**Excerpted records**

______

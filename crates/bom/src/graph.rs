use std::collections::HashSet;

use serde::{Deserialize, Serialize};
use thiserror::Error;

use rentforge_catalog::{ComponentEdge, ItemKind};
use rentforge_core::ItemId;
use rentforge_store::{StoreError, StoreReader};

/// BOM graph failure.
#[derive(Debug, Error)]
pub enum BomError {
    #[error("item {0} not found")]
    ItemNotFound(ItemId),

    #[error("item {0} cannot be a component of itself")]
    SelfReference(ItemId),

    #[error("item {0} is not a composite")]
    NotComposite(ItemId),

    #[error("component {0} is not atomic")]
    NotAtomic(ItemId),

    /// The offending traversal path, child-end first, is carried for
    /// operator diagnostics.
    #[error("component edge would create a cycle ({} nodes on path)", .path.len())]
    CycleDetected { path: Vec<ItemId> },

    #[error("no component edge from {parent_id} to {child_id}")]
    ComponentNotFound { parent_id: ItemId, child_id: ItemId },

    #[error(transparent)]
    Store(#[from] StoreError),
}

/// Would adding the edge `parent_id → child_id` close a cycle?
///
/// Depth-first search from `child_id` looking for `parent_id`. Returns the
/// traversal path `child_id → … → parent_id` when reachable, `None` when the
/// edge is safe. A *visited* set marks nodes fully explored (never worth
/// re-exploring), and the current path acts as the recursion stack: a child
/// already on it signals a pre-existing cycle and is not descended into.
/// Diamond-shaped BOMs (re-converging but acyclic) therefore never yield a
/// false positive.
pub fn detect_cycle(
    reader: &(impl StoreReader + ?Sized),
    parent_id: ItemId,
    child_id: ItemId,
) -> Result<Option<Vec<ItemId>>, BomError> {
    if parent_id == child_id {
        return Ok(Some(vec![child_id]));
    }
    let mut visited = HashSet::new();
    let mut stack = Vec::new();
    search(reader, child_id, parent_id, &mut visited, &mut stack)
}

fn search(
    reader: &(impl StoreReader + ?Sized),
    node: ItemId,
    target: ItemId,
    visited: &mut HashSet<ItemId>,
    stack: &mut Vec<ItemId>,
) -> Result<Option<Vec<ItemId>>, BomError> {
    stack.push(node);
    for edge in reader.components_of(node)? {
        let child = edge.child_id;
        if child == target {
            let mut path = stack.clone();
            path.push(child);
            return Ok(Some(path));
        }
        if stack.contains(&child) || visited.contains(&child) {
            continue;
        }
        if let Some(path) = search(reader, child, target, visited, stack)? {
            return Ok(Some(path));
        }
    }
    stack.pop();
    visited.insert(node);
    Ok(None)
}

/// Find a cycle already present in the graph, reachable from `start`.
///
/// Returns the closed path (first node repeated at the end) if one exists.
/// Used by structure validation; a healthy store never has one.
pub fn find_existing_cycle(
    reader: &(impl StoreReader + ?Sized),
    start: ItemId,
) -> Result<Option<Vec<ItemId>>, BomError> {
    let mut visited = HashSet::new();
    let mut stack = Vec::new();
    walk_for_cycle(reader, start, &mut visited, &mut stack)
}

fn walk_for_cycle(
    reader: &(impl StoreReader + ?Sized),
    node: ItemId,
    visited: &mut HashSet<ItemId>,
    stack: &mut Vec<ItemId>,
) -> Result<Option<Vec<ItemId>>, BomError> {
    stack.push(node);
    for edge in reader.components_of(node)? {
        let child = edge.child_id;
        if let Some(pos) = stack.iter().position(|&n| n == child) {
            let mut cycle = stack[pos..].to_vec();
            cycle.push(child);
            return Ok(Some(cycle));
        }
        if visited.contains(&child) {
            continue;
        }
        if let Some(cycle) = walk_for_cycle(reader, child, visited, stack)? {
            return Ok(Some(cycle));
        }
    }
    stack.pop();
    visited.insert(node);
    Ok(None)
}

/// How many complete sets the given components allow.
///
/// For each component, `possible_sets = floor(child_available / required)`;
/// the result is the minimum across components. Components with a required
/// quantity ≤ 0 are skipped; if nothing valid contributes, the result is 0.
/// The caller supplies child availability, which is how the time-window
/// calculator plugs windowed child stock into the same arithmetic.
pub fn composite_availability<E>(
    components: &[ComponentEdge],
    child_available: &mut dyn FnMut(ItemId) -> Result<i64, E>,
) -> Result<i64, E> {
    let mut min_sets: Option<i64> = None;
    for edge in components {
        if edge.required_quantity <= 0 {
            continue;
        }
        let available = child_available(edge.child_id)?.max(0);
        let sets = available / edge.required_quantity;
        min_sets = Some(match min_sets {
            Some(current) => current.min(sets),
            None => sets,
        });
    }
    Ok(min_sets.unwrap_or(0))
}

/// Composite stock derived from current on-hand counts, recursing into
/// nested composites. No window arithmetic; structure validation and plain
/// catalog displays use this.
pub fn composite_on_hand(
    reader: &(impl StoreReader + ?Sized),
    item_id: ItemId,
) -> Result<i64, BomError> {
    let mut stack = Vec::new();
    on_hand(reader, item_id, &mut stack)
}

fn on_hand(
    reader: &(impl StoreReader + ?Sized),
    item_id: ItemId,
    stack: &mut Vec<ItemId>,
) -> Result<i64, BomError> {
    let item = reader
        .item(item_id)?
        .ok_or(BomError::ItemNotFound(item_id))?;
    match item.kind() {
        ItemKind::Atomic => Ok(item.quantity_on_hand().unwrap_or(0).max(0)),
        // Services carry no stock; as a (historically invalid) component they
        // contribute nothing.
        ItemKind::Service => Ok(0),
        ItemKind::Composite => {
            if stack.contains(&item_id) {
                let mut path = stack.clone();
                path.push(item_id);
                return Err(BomError::CycleDetected { path });
            }
            stack.push(item_id);
            let components = reader.components_of(item_id)?;
            let result =
                composite_availability(&components, &mut |child| on_hand(reader, child, stack));
            stack.pop();
            result
        }
    }
}

/// Non-mutating health report for a composite definition, gathered before a
/// bundle is activated for sale.
#[derive(Debug, Clone, PartialEq, Eq, Serialize, Deserialize)]
pub struct BomReport {
    pub item_id: ItemId,
    /// Soft findings: missing components, components with zero or scarce
    /// stock.
    pub warnings: Vec<String>,
    /// Hard findings: invalid quantities, missing children, non-atomic
    /// children, cycles.
    pub errors: Vec<String>,
}

impl BomReport {
    pub fn is_sellable(&self) -> bool {
        self.errors.is_empty()
    }
}

/// Inspect a composite definition without mutating anything.
pub fn validate_bom_structure(
    reader: &(impl StoreReader + ?Sized),
    item_id: ItemId,
) -> Result<BomReport, BomError> {
    let item = reader
        .item(item_id)?
        .ok_or(BomError::ItemNotFound(item_id))?;

    let mut report = BomReport {
        item_id,
        warnings: Vec::new(),
        errors: Vec::new(),
    };

    if !item.is_composite() {
        report
            .errors
            .push(format!("item {item_id} is not a composite"));
        return Ok(report);
    }

    let components = reader.components_of(item_id)?;
    if components.is_empty() {
        report
            .warnings
            .push("composite has no components".to_string());
    }

    for edge in &components {
        if edge.required_quantity <= 0 {
            report.errors.push(format!(
                "component {} has a non-positive required quantity ({})",
                edge.child_id, edge.required_quantity
            ));
            continue;
        }
        let Some(child) = reader.item(edge.child_id)? else {
            report
                .errors
                .push(format!("component {} does not exist", edge.child_id));
            continue;
        };
        if !child.is_atomic() {
            report.errors.push(format!(
                "component {} is {} - components must be atomic",
                edge.child_id,
                child.kind().as_str()
            ));
            continue;
        }
        let stock = child.quantity_on_hand().unwrap_or(0);
        if stock == 0 {
            report.warnings.push(format!(
                "component {} ({}) has no stock",
                edge.child_id,
                child.name()
            ));
        } else if stock < edge.required_quantity {
            report.warnings.push(format!(
                "component {} ({}) has {} on hand, below the {} required per set",
                edge.child_id,
                child.name(),
                stock,
                edge.required_quantity
            ));
        }
    }

    if let Some(cycle) = find_existing_cycle(reader, item_id)? {
        let rendered = cycle
            .iter()
            .map(ToString::to_string)
            .collect::<Vec<_>>()
            .join(" -> ");
        report.errors.push(format!("component cycle: {rendered}"));
    }

    Ok(report)
}
//! Rental orders domain module: orders, lines, windows, and the status graph.
//!
//! Pure domain logic only: no IO, no HTTP, no persistence concerns.

pub mod order;
pub mod window;

pub use order::{Order, OrderLine, OrderStatus};
pub use window::RentalWindow;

______

**Action item**
Each line in the material with "positive" in it must be reported.

**Response to the exercise**
/// false positive.
                "component {} has a non-positive required quantity ({})",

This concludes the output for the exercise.